Дуаньчжай лежит на востоке карстового плоскогорья, которое простирается на тысячу ли. Здесь, на красноземе, непрерывной чередой встают невысокие холмы, они застыли в веках целой флотилией лодок с поднятыми парусами. Дуаньчжай расположен в самом конце этой флотилии, в трех ли на восток, – высокая гора, ущелье Дуаньгу, глубокая расщелина, по которой течет река, а если пройти по ущелью на восток еще полсотни ли, взору откроется величественная горная цепь Улин. Чего только нет в непроходимых лесах! Но вот уже двести лет, как братья Ма покинули деревню Хэйваньчжай, чтобы обосноваться в этой приютившейся на клочке краснозема деревушке, и вернуться уже не вернулись. Женщины рода Ма могли уходить в дом мужа, равно как Хэйваньчжай могли покидать лишь женщины рода Лун.
В каком колене предков деревню рода Ма стали именовать Дуаньчжай – неведомо. У мужчин рода Ма созвучие этого названия с «дуаньцзай» вызывало панический страх. В результате они с женами производили на свет детей одного за другим, как помешанные.
А краснозем родит скудно. Вокруг все больше оголенная горная порода, а на разбросанных тут и там клочках земли слой краснозема тонкий, и деревца на нем невысокие, расти они хоть тысячу лет. Эти участки земли в несколько десятков му разбросаны по впадинам и извивам гор, и им давно уже не прокормить расплодившийся за несколько поколений род Ма. Вот предки дуаньчжайских и установили за правило: всем после третьего по старшинству в семье жить в Дуаньчжае не позволялось.
Дуаньчжайские давно хотели поменять название деревни, однако ни одно новое не прижилось, и чужаки привычно называли их по-старому. Жители деревушки перестали задумываться над сменой названия еще и для того, чтобы сыновья и внуки, уехавшие в другие края на заработки, могли найти родные места, когда приедут на побывку.

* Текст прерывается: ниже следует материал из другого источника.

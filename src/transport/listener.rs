//! Listener registry and the context handed to listeners.
//!
//! Listeners are kept per [`EventKind`], appended in registration order and
//! never deduplicated. They run after the transport's own handling of the
//! same event, so the state they observe is already refreshed.

// ============================================================================
// Imports
// ============================================================================

use std::fmt;
use std::sync::Arc;

use rustc_hash::FxHashMap;

use crate::protocol::{EventKind, OutboundData};

use super::connection::Socket;
use super::core::Transport;

// ============================================================================
// Types
// ============================================================================

/// Listener callback registered through [`Transport::on`].
pub type Listener = Arc<dyn Fn(&ListenerContext) + Send + Sync>;

// ============================================================================
// ListenerRegistry
// ============================================================================

/// Listeners of one socket, keyed by event kind.
#[derive(Default)]
pub(crate) struct ListenerRegistry {
    by_kind: FxHashMap<EventKind, Vec<Listener>>,
}

impl ListenerRegistry {
    pub(crate) fn register(&mut self, kind: EventKind, listener: Listener) {
        self.by_kind.entry(kind).or_default().push(listener);
    }

    pub(crate) fn snapshot(&self, kind: EventKind) -> Vec<Listener> {
        self.by_kind.get(&kind).cloned().unwrap_or_default()
    }

    pub(crate) fn len(&self) -> usize {
        self.by_kind.values().map(Vec::len).sum()
    }
}

// ============================================================================
// ListenerContext
// ============================================================================

/// Bound handle passed to listeners.
///
/// Exposes `close`, `write` and a read-only view of the live socket. Writes
/// go through the transport, so framing applies.
pub struct ListenerContext {
    transport: Transport,
    socket: Socket,
    kind: EventKind,
}

impl ListenerContext {
    pub(crate) fn new(transport: Transport, socket: Socket, kind: EventKind) -> Self {
        Self {
            transport,
            socket,
            kind,
        }
    }

    /// Closes the transport's connection. See [`Transport::close`].
    #[inline]
    pub fn close(&self) {
        self.transport.close();
    }

    /// Writes one framed message. See [`Transport::write`].
    #[inline]
    pub fn write(&self, data: impl Into<OutboundData>) {
        self.transport.write(data);
    }

    /// The socket that produced the event.
    #[inline]
    #[must_use]
    pub fn socket(&self) -> &Socket {
        &self.socket
    }

    /// Kind of event being handled.
    #[inline]
    #[must_use]
    pub fn kind(&self) -> EventKind {
        self.kind
    }
}

impl fmt::Debug for ListenerContext {
    fn fmt(&self, f: &mut fmt::Formatter<'_>) -> fmt::Result {
        f.debug_struct("ListenerContext")
            .field("socket", &self.socket)
            .field("kind", &self.kind)
            .finish_non_exhaustive()
    }
}

// ============================================================================
// Tests
// ============================================================================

Ма Девятый, единственный из девятых по старшинству, остался жить в деревне по очень простой причине: из старших у него была лишь одна сестра.
Ему шел уже шестой десяток, он сгорбился, морщинистое лицо напоминало торчащий из краснозема валун – обветренный, омытый дождями. Перекрестные узоры от эрозии на нем, похожие на шрамы от меча, могли образоваться не за день-два и не за год-два, они формировались десятилетиями, столетиями, тысячелетиями. Ведь для камня десять тысяч лет – что для человека день, верно?
Под ударами весла разлеталось отражавшееся в воде небо, скользящая вперед лодка рассекала облака. Ма Девятый не улыбался, но из полуоткрытого рта вырвалась пара смешков, через щербины в когда-то белоснежных, а теперь желтовато-черных зубах с шипением вылетал воздух, отчего смешки эти походили на всхлипывания.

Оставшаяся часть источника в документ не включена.